Korkmaya gerek yok, Kürt sorunu Türk sorununa dönüşmez

06.01.2013 Vatan

Artıları ve eksileriyle “yeni İmralı süreci”/5

Korkmaya gerek yok, Kürt sorunu Türk sorununa dönüşmez


“Yeni İmralı süreci” çok hızlı başladı: Önce MİT Müsteşarı Hakan Fidan’ın Abdullah Öcalan ile, PKK’nın silahsızlandırılması perspektifinde görüştüğünün resmen açıklandı. Ardından Ahmet Türk ve Ayla Akat Ata İmralı’ya gidip Öcalan’a görüştü. “Yeni İmralı süreci” çok olumlu seyrediyor, barış ve çözüme yönelik ümit ve heyecan tüm ülke çapında dalga dalga artıyor. Bunun bir nedeni, ülkenin bir an önce bu sorunu çözmeye mecbur olmasıysa, bir diğeri, görüşmeleri yürütenlerin arkasında zaten hatırı sayılır bir kamuoyu desteği bulunmasıdır.

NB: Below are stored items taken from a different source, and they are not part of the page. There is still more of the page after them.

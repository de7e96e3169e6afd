mod common;

use common::MockChainClient;
use ethereum_types::{Address, H256, U256};
use mintpilot_core::{abi, FeeModel, PlatformTag};
use mintpilot_platforms::platforms::*;
use mintpilot_platforms::PlatformModule;

fn words(values: &[U256]) -> Vec<u8> {
    let mut out = Vec::with_capacity(values.len() * 32);
    for value in values {
        out.extend_from_slice(&abi::word_uint(*value));
    }
    out
}

fn eth(milli: u64) -> U256 {
    U256::from(milli) * U256::exp10(15)
}

#[tokio::test]
async fn flat_fee_store_charges_the_fee_once_per_transaction() {
    let address = Address::repeat_byte(0x21);
    let mut mock = MockChainClient::new();
    mock.on_read(address, "mintFee()", abi::encode_uint_return(eth(1)));
    mock.on_read(address, "mintPrice()", abi::encode_uint_return(eth(10)));

    let platform = FlatFeeStorePlatform::new();
    assert!(platform.detect(&mock, address).await);

    let snapshot = platform.analyze(&mock, address, 1).await.unwrap();
    assert_eq!(snapshot.platform, PlatformTag::FlatFeeStore);
    assert_eq!(snapshot.fee_model, FeeModel::PerTransaction(eth(1)));
    // taxa por transação: preço×qty + taxa, não (preço+taxa)×qty
    assert_eq!(snapshot.total_value(U256::from(3)), eth(30) + eth(1));
}

#[tokio::test]
async fn flat_fee_store_does_not_detect_without_the_fee_accessor() {
    let address = Address::repeat_byte(0x22);
    let mock = MockChainClient::new();
    assert!(!FlatFeeStorePlatform::new().detect(&mock, address).await);
}

#[tokio::test]
async fn singleton_drop_reads_sale_state_from_the_router() {
    let token = Address::repeat_byte(0x23);
    let router = Address::repeat_byte(0x24);

    let mut mock = MockChainClient::new();
    mock.on_read(token, "minter()", abi::encode_address_return(router));
    mock.with_bytecode(router, vec![0x60, 0x80, 0x60, 0x40]);
    mock.on_read_data(
        token,
        abi::encode_call_address("saleDetails(address)", token),
        words(&[eth(5), U256::from(1), U256::from(u64::MAX), U256::from(4)]),
    );
    // saleDetails fica no router, não no token
    mock.on_read_data(
        router,
        abi::encode_call_address("saleDetails(address)", token),
        words(&[eth(5), U256::from(1), U256::from(u64::MAX), U256::from(4)]),
    );

    let platform = SingletonDropPlatform::new();
    assert!(platform.detect(&mock, token).await);

    let snapshot = platform.analyze(&mock, token, 1).await.unwrap();
    assert_eq!(snapshot.router_address, Some(router));
    assert_eq!(snapshot.mint_price_per_token, eth(5));
    assert_eq!(snapshot.max_per_wallet, Some(U256::from(4)));
    assert!(snapshot.is_active);
    assert_eq!(snapshot.mint_function_signature, "purchase(uint256)");
}

#[tokio::test]
async fn singleton_drop_with_closed_window_is_inactive() {
    let token = Address::repeat_byte(0x25);
    let router = Address::repeat_byte(0x26);

    let mut mock = MockChainClient::new();
    mock.on_read(token, "minter()", abi::encode_address_return(router));
    mock.with_bytecode(router, vec![0x60, 0x80]);
    // Janela [1, 2): encerrada há muito tempo
    mock.on_read_data(
        router,
        abi::encode_call_address("saleDetails(address)", token),
        words(&[eth(5), U256::from(1), U256::from(2), U256::zero()]),
    );

    let snapshot = SingletonDropPlatform::new().analyze(&mock, token, 1).await.unwrap();
    assert!(!snapshot.is_active);
}

#[tokio::test]
async fn claim_condition_price_comes_from_the_active_condition() {
    let address = Address::repeat_byte(0x27);
    let mut mock = MockChainClient::new();
    mock.on_read(
        address,
        "getActiveClaimConditionId()",
        abi::encode_uint_return(U256::from(2)),
    );
    // (start, maxClaimable, claimed, perWallet, merkleRoot, price, ...)
    mock.on_read_data(
        address,
        abi::encode_call_uint("getClaimConditionById(uint256)", U256::from(2)),
        words(&[
            U256::zero(),
            U256::from(100),
            U256::from(40),
            U256::from(2),
            U256::zero(),
            eth(20),
        ]),
    );

    let platform = ClaimConditionDropPlatform::new();
    assert!(platform.detect(&mock, address).await);

    let snapshot = platform.analyze(&mock, address, 1).await.unwrap();
    assert_eq!(snapshot.mint_price_per_token, eth(20));
    assert_eq!(snapshot.max_supply, Some(U256::from(100)));
    assert_eq!(snapshot.max_per_wallet, Some(U256::from(2)));
    assert!(snapshot.is_active);
    assert_eq!(snapshot.mint_function_signature, "claim(uint256)");
}

#[tokio::test]
async fn claim_condition_missing_condition_means_inactive() {
    let address = Address::repeat_byte(0x28);
    let mut mock = MockChainClient::new();
    // Id existe mas a struct não responde
    mock.on_read(
        address,
        "getActiveClaimConditionId()",
        abi::encode_uint_return(U256::from(0)),
    );

    let snapshot = ClaimConditionDropPlatform::new().analyze(&mock, address, 1).await.unwrap();
    assert!(!snapshot.is_active);
    assert_eq!(snapshot.mint_price_per_token, U256::zero());
}

#[tokio::test]
async fn claim_condition_sold_out_supply_is_inactive() {
    let address = Address::repeat_byte(0x29);
    let mut mock = MockChainClient::new();
    mock.on_read(
        address,
        "getActiveClaimConditionId()",
        abi::encode_uint_return(U256::from(1)),
    );
    mock.on_read_data(
        address,
        abi::encode_call_uint("getClaimConditionById(uint256)", U256::from(1)),
        words(&[
            U256::zero(),
            U256::from(100),
            U256::from(100),
            U256::zero(),
            U256::zero(),
            eth(20),
        ]),
    );

    let snapshot = ClaimConditionDropPlatform::new().analyze(&mock, address, 1).await.unwrap();
    assert!(!snapshot.is_active);
}

#[tokio::test]
async fn fee_extension_charges_the_fee_per_token() {
    let address = Address::repeat_byte(0x2a);
    let mut mock = MockChainClient::new();
    mock.on_read(address, "MINT_FEE()", abi::encode_uint_return(eth(1)));
    mock.on_read(address, "claimPrice()", abi::encode_uint_return(eth(10)));

    let platform = FeeExtensionClaimPlatform::new();
    assert!(platform.detect(&mock, address).await);

    let snapshot = platform.analyze(&mock, address, 1).await.unwrap();
    assert_eq!(snapshot.fee_model, FeeModel::PerToken(eth(1)));
    // taxa por token: (preço + taxa) × qty
    assert_eq!(snapshot.total_value(U256::from(3)), eth(33));
}

#[tokio::test]
async fn invite_store_retries_with_the_derived_key() {
    let address = Address::repeat_byte(0x2b);
    let derived = H256::from_slice(&abi::keccak256(b"public"));

    let mut mock = MockChainClient::new();
    // A chave zero não computa; a derivada computa
    mock.on_read_data(
        address,
        abi::encode_call_bytes32_uint("computePrice(bytes32,uint256)", derived, U256::one()),
        abi::encode_uint_return(eth(8)),
    );

    let snapshot = InviteStorePlatform::new().analyze(&mock, address, 1).await.unwrap();
    assert_eq!(snapshot.mint_price_per_token, eth(8));
}

#[tokio::test]
async fn invite_store_defaults_to_zero_when_both_keys_fail() {
    let address = Address::repeat_byte(0x2c);
    let mock = MockChainClient::new();

    let snapshot = InviteStorePlatform::new().analyze(&mock, address, 1).await.unwrap();
    assert_eq!(snapshot.mint_price_per_token, U256::zero());
}

#[tokio::test]
async fn custom_auction_prefers_the_live_price_accessor() {
    let address = Address::repeat_byte(0x2d);
    let mut mock = MockChainClient::new();
    mock.on_read(address, "auctionActive()", abi::encode_bool_return(true));
    mock.on_read(address, "getCurrentPrice()", abi::encode_uint_return(eth(42)));

    let platform = CustomAuctionPlatform::new();
    assert!(platform.detect(&mock, address).await);

    let snapshot = platform.analyze(&mock, address, 1).await.unwrap();
    assert_eq!(snapshot.mint_price_per_token, eth(42));
    assert!(snapshot.is_active);
}

#[tokio::test]
async fn custom_auction_falls_back_to_the_start_end_pair() {
    let address = Address::repeat_byte(0x2e);
    let mut mock = MockChainClient::new();
    mock.on_read(address, "auctionActive()", abi::encode_bool_return(true));
    mock.on_read(address, "auctionStartPrice()", abi::encode_uint_return(eth(100)));
    mock.on_read(address, "auctionEndPrice()", abi::encode_uint_return(eth(10)));

    let snapshot = CustomAuctionPlatform::new().analyze(&mock, address, 1).await.unwrap();
    // teto conservador: o maior dos dois extremos
    assert_eq!(snapshot.mint_price_per_token, eth(100));
}

#[tokio::test]
async fn dutch_auction_needs_both_price_bounds_to_detect() {
    let address = Address::repeat_byte(0x2f);
    let mut mock = MockChainClient::new();
    mock.on_read(address, "startPrice()", abi::encode_uint_return(eth(50)));

    let platform = DutchAuctionPlatform::new();
    assert!(!platform.detect(&mock, address).await);

    mock.on_read(address, "endPrice()", abi::encode_uint_return(eth(5)));
    assert!(platform.detect(&mock, address).await);

    // Sem acessor de preço corrente, vale o preço inicial
    let snapshot = platform.analyze(&mock, address, 1).await.unwrap();
    assert_eq!(snapshot.mint_price_per_token, eth(50));
}

#[tokio::test]
async fn royalty_edition_applies_a_percentage_on_top() {
    let address = Address::repeat_byte(0x31);
    let mut mock = MockChainClient::new();
    mock.on_read(address, "royaltyBps()", abi::encode_uint_return(U256::from(500)));
    mock.on_read(address, "salePrice()", abi::encode_uint_return(eth(10)));

    let platform = RoyaltyEditionPlatform::new();
    assert!(platform.detect(&mock, address).await);

    let snapshot = platform.analyze(&mock, address, 1).await.unwrap();
    assert_eq!(snapshot.fee_model, FeeModel::PercentBps(500));
    // 5% sobre 2 × 0.010: 0.020 → 0.021
    assert_eq!(snapshot.total_value(U256::from(2)), eth(21));
}

#[tokio::test]
async fn generic_analyzer_assembles_a_snapshot_from_partial_reads() {
    use mintpilot_core::TokenStandard;
    use mintpilot_platforms::{GenericAnalyzer, PlatformModule};

    let address = Address::repeat_byte(0x32);
    let mut mock = MockChainClient::new();
    mock.on_read(address, "price()", abi::encode_uint_return(eth(10)));
    mock.on_read(address, "name()", abi::encode_string_return("Cool Drop"));
    mock.on_read(address, "totalSupply()", abi::encode_uint_return(U256::from(120)));
    mock.on_read_data(
        address,
        abi::encode_call_bytes4("supportsInterface(bytes4)", [0xd9, 0xb6, 0x7a, 0x26]),
        abi::encode_bool_return(true),
    );

    let snapshot = GenericAnalyzer::new().analyze(&mock, address, 1).await.unwrap();
    assert_eq!(snapshot.platform, PlatformTag::Generic);
    assert_eq!(snapshot.mint_price_per_token, eth(10));
    assert_eq!(snapshot.name.as_deref(), Some("Cool Drop"));
    assert_eq!(snapshot.total_supply, Some(U256::from(120)));
    assert_eq!(snapshot.max_supply, None);
    assert_eq!(snapshot.token_standard, TokenStandard::Erc1155);
    assert_eq!(snapshot.mint_function_signature, "mint(uint256)");
}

Ama bununla da kalmıyor, örneğin Öcalan’dan hoşlanmadıklarını bildiğimiz bazı Kürt siyasetçiler de, AKP’ye mesafeli bakan bazı sanatçılar, aydınlar, kanaat önderleri de peşpeşe sürece desteklerini ilan ediyorlar. Bu noktada en sevindirici gelişmelerden biri hiç kuşkusuz, CHP lideri Kılıçdaroğlu’nun da hükümete çözüm için kredi verdiklerini açıklaması oldu. Son olarak, medyanın geneline egemen olan sağduyulu, serinkanlı ve barış yanlısı tutumun altını çizip tahtaya vuralım, “nazar değmesin” diyelim.

Kırılgan güven ortamı

Diyelim, çünkü içerde ve dışarda, Türkiye’deki çatışma ortamının sonlanmasından son derece rahatsız olacak epey odak mevcut ve bunlar hayli güçlü. Sürecin ilk günlerindeki hız ile olumlu atmosferin onları çok tedirgin ettiği muhakkak, sağda solda açık örneklerine de tanık oluyoruz.
Peki ne yapabilirler? Galiba iki yol var deneyebilecekleri. Birincisi, görüşmeleri yürüten taraflar arasında zaten çok az olan, kırılgan güveni ortadan kaldırmaya yönelik bazı provokasyonlara yönelebilirler. Şu ana kadar gerek iktidar partisi, gerekse BDP çevrelerinin son derece dikkatli ve sorumlu davrandıklarını gördük; PKK’dan gelen açıklamaların da ana hatlarıyla olumlu ve yapıcı olduğunu söyleyebiliriz. Ama süreç ilerledikçe ve çözüm yaklaştıkça, her iki bünyede yarıklar açmaya yönelik çabaların arttığını da herhalde göreceğiz. Bu bağlamda, hükümet adına görüşmeleri sürdüren MİT’e ve Müsteşar Fidan’a yönelik yeni kampanyalarla karşılaşmamız da sürpriz olmaz.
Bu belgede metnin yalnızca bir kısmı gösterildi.